On vous dit d'une grande beauté, et si mon
oncle vous a trouvé quelque charme je veux bien le croire. On dit aussi
que vous êtes prise de folie, mais ma cousine m'assure que non. Je dois
vous avouer que l'aversion que porte Électre à sa mère et l'amitié
qu'elle témoigne à tout être s'opposant à Clytemnestre me fait douter
de ses paroles.
Je vous prie de me répondre, il en est de
votre intérêt. Je connais une personne qui pourrais vous sortir de
cette prison dorée, mais je ne peux vous en dire plus dans cette
lettre, elle pourrait tomber entre de mauvaises mains. Vous pourrez
remettre votre réponse à Électre qui vous a transmis cette lettre.
Sur ce, je vous salue, Alexandra de Troie, que les dieux ne vous réservent pas un trop sombre destin.
Hermione de Sparte
Très chère enfant,
J’entends ta douleur -elle est terrible- et
mon cœur ne peut qu’y être sensible. Je pourrais te dire sur ta mère
tout ce que je sais, mais je crains que mes paroles ne te soient
d’aucun réconfort. Je connais ton histoire. Tu as été privée d’une mère
très jeune et cette expérience douloureuse te mènera à haïr bien
d’autres femmes trop belles, des femmes qui attireront loin de toi ceux
que tu aimes.
Ta mère était de ces femmes que tout le monde
aime, mais cela tu le sais. Tu le sais, tu ne veux pas l’entendre une
fois de plus et tu te dis que moi, j’aurai assurément des mots acerbes
en réserve à son endroit. Tu crois peut-être que les passants lui
jetaient des ordures à la figure? Non, ils l’aimaient. Le peuple troyen
adorait Hélène et moi aussi. Elle était douce, aimable et serviable.

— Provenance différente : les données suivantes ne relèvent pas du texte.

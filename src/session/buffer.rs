//! Bounded per-session chunk buffer.
//!
//! Browser-encoded streams (WebM/Ogg) front-load their container header, so
//! a naive trailing-window buffer eventually drops the header and every
//! later snapshot becomes undecodable. The buffer therefore pins the first
//! `header_reserve` bytes and bounds only the audio that follows.

/// Accumulates raw encoded chunks for one session.
///
/// Memory is bounded: the buffer keeps at most `header_reserve` pinned
/// header bytes plus `max_bytes` of trailing stream. With
/// `header_reserve == 0` this degrades to a plain trailing-window buffer,
/// which is the right shape for raw PCM streams.
#[derive(Debug)]
pub struct ChunkBuffer {
    data: Vec<u8>,
    /// Bytes at the front that are never evicted (container header).
    header_reserve: usize,
    /// Cap on bytes after the pinned header.
    max_bytes: usize,
    /// How much header has actually been pinned so far.
    header_len: usize,
}

impl ChunkBuffer {
    pub fn new(max_bytes: usize, header_reserve: usize) -> Self {
        Self {
            data: Vec::new(),
            header_reserve,
            max_bytes,
            header_len: 0,
        }
    }

    /// Append a chunk, evicting the oldest post-header bytes when over cap.
    pub fn append(&mut self, chunk: &[u8]) {
        self.data.extend_from_slice(chunk);

        // The header region fills from the first appends and then freezes.
        if self.header_len < self.header_reserve {
            self.header_len = self.data.len().min(self.header_reserve);
        }

        let limit = self.header_len + self.max_bytes;
        if self.data.len() > limit {
            let excess = self.data.len() - limit;
            self.data.drain(self.header_len..self.header_len + excess);
        }
    }

    /// Copy of the current contents: pinned header plus trailing stream.
    pub fn snapshot(&self) -> Vec<u8> {
        self.data.clone()
    }

    pub fn len(&self) -> usize {
        self.data.len()
    }

    pub fn is_empty(&self) -> bool {
        self.data.is_empty()
    }

    /// Discard everything, including the pinned header.
    pub fn clear(&mut self) {
        self.data.clear();
        self.header_len = 0;
    }
}
//! Error types for scribed.

use thiserror::Error;

#[derive(Error, Debug)]
pub enum ScribedError {
    // Configuration errors
    #[error("Configuration file not found at {path}")]
    ConfigFileNotFound { path: String },

    #[error("Failed to parse configuration: {message}")]
    ConfigParse { message: String },

    #[error("Invalid configuration value for {key}: {message}")]
    ConfigInvalidValue { key: String, message: String },

    #[error("Configuration error: {0}")]
    Config(#[from] toml::de::Error),

    // Audio errors
    #[error("Audio decode failed: {message}")]
    AudioDecode { message: String },

    #[error("Audio format mismatch: expected {expected}, got {actual}")]
    AudioFormatMismatch { expected: String, actual: String },

    // Transcription errors
    #[error("Transcription model not found at {path}")]
    TranscriptionModelNotFound { path: String },

    #[error("Transcription inference failed: {message}")]
    TranscriptionInferenceFailed { message: String },

    #[error("Transcription engine not ready")]
    EngineNotReady,

    #[error("Transcription error: {message}")]
    Transcription { message: String },

    // Transport errors
    #[error("Transport error: {message}")]
    Transport { message: String },

    #[error("Session error: {message}")]
    Session { message: String },

    // Media SDK errors
    #[error("Media SDK not configured: {message}")]
    RtcUnavailable { message: String },

    #[error("Access token error: {message}")]
    Token { message: String },

    // General I/O errors
    #[error("I/O error: {0}")]
    Io(#[from] std::io::Error),

    // Generic error for cases not covered above
    #[error("{0}")]
    Other(String),
}

// Type alias for convenience
pub type Result<T> = std::result::Result<T, ScribedError>;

J’étais contre sa présence entre nos murs, je savais ce qui en
découlerait, mais je ne pouvais pas la haïr, comme je n’ai jamais haï
mon peuple qui refusait d’écouter mes visions. Si c’est de la haine que
tu cherches, tu as frappé à la mauvaise porte.
Mon frère
jumeau n’est pas Hélénos, mais Alexandre, celui-là même qui a fait ton
malheur, le mien et celui de tant d’autres. Hélénos était comme moi
prêtre d’Apollon. Il n’a pas inventé le cheval de Troie, mais après la
prise de la cité, il s’est vendu à Néoptolème l’Éacide pour échapper à
la mort. Il a baisé les mains de celui qui venait d’égorger sa sœur, en
le suppliant de lui garder la vie sauve. Inutile de te dire que je
trouve cette attitude peu honorable et que moi-même je suis prête à
affronter la mort, si on veut bien me l’accorder, mais ta tante me
garde prisonnière et refuse de m’exécuter.
Pour ce qui est de ta
cousine Électre, elle est venue me trouver il y a peu de temps et je
l’ai trouvée fort aimable. Elle cherchait des réponses concernant son
jeune frère. Ensuite, plus rien. Les esclaves murmurent qu’elle est
partie vers le Nord. Mais les esclaves ne font que cela, murmurer, et
parmi les murmures, seuls ceux des dieux dévoilent la vérité.
Essaie de trouver un peu de paix, Hermione!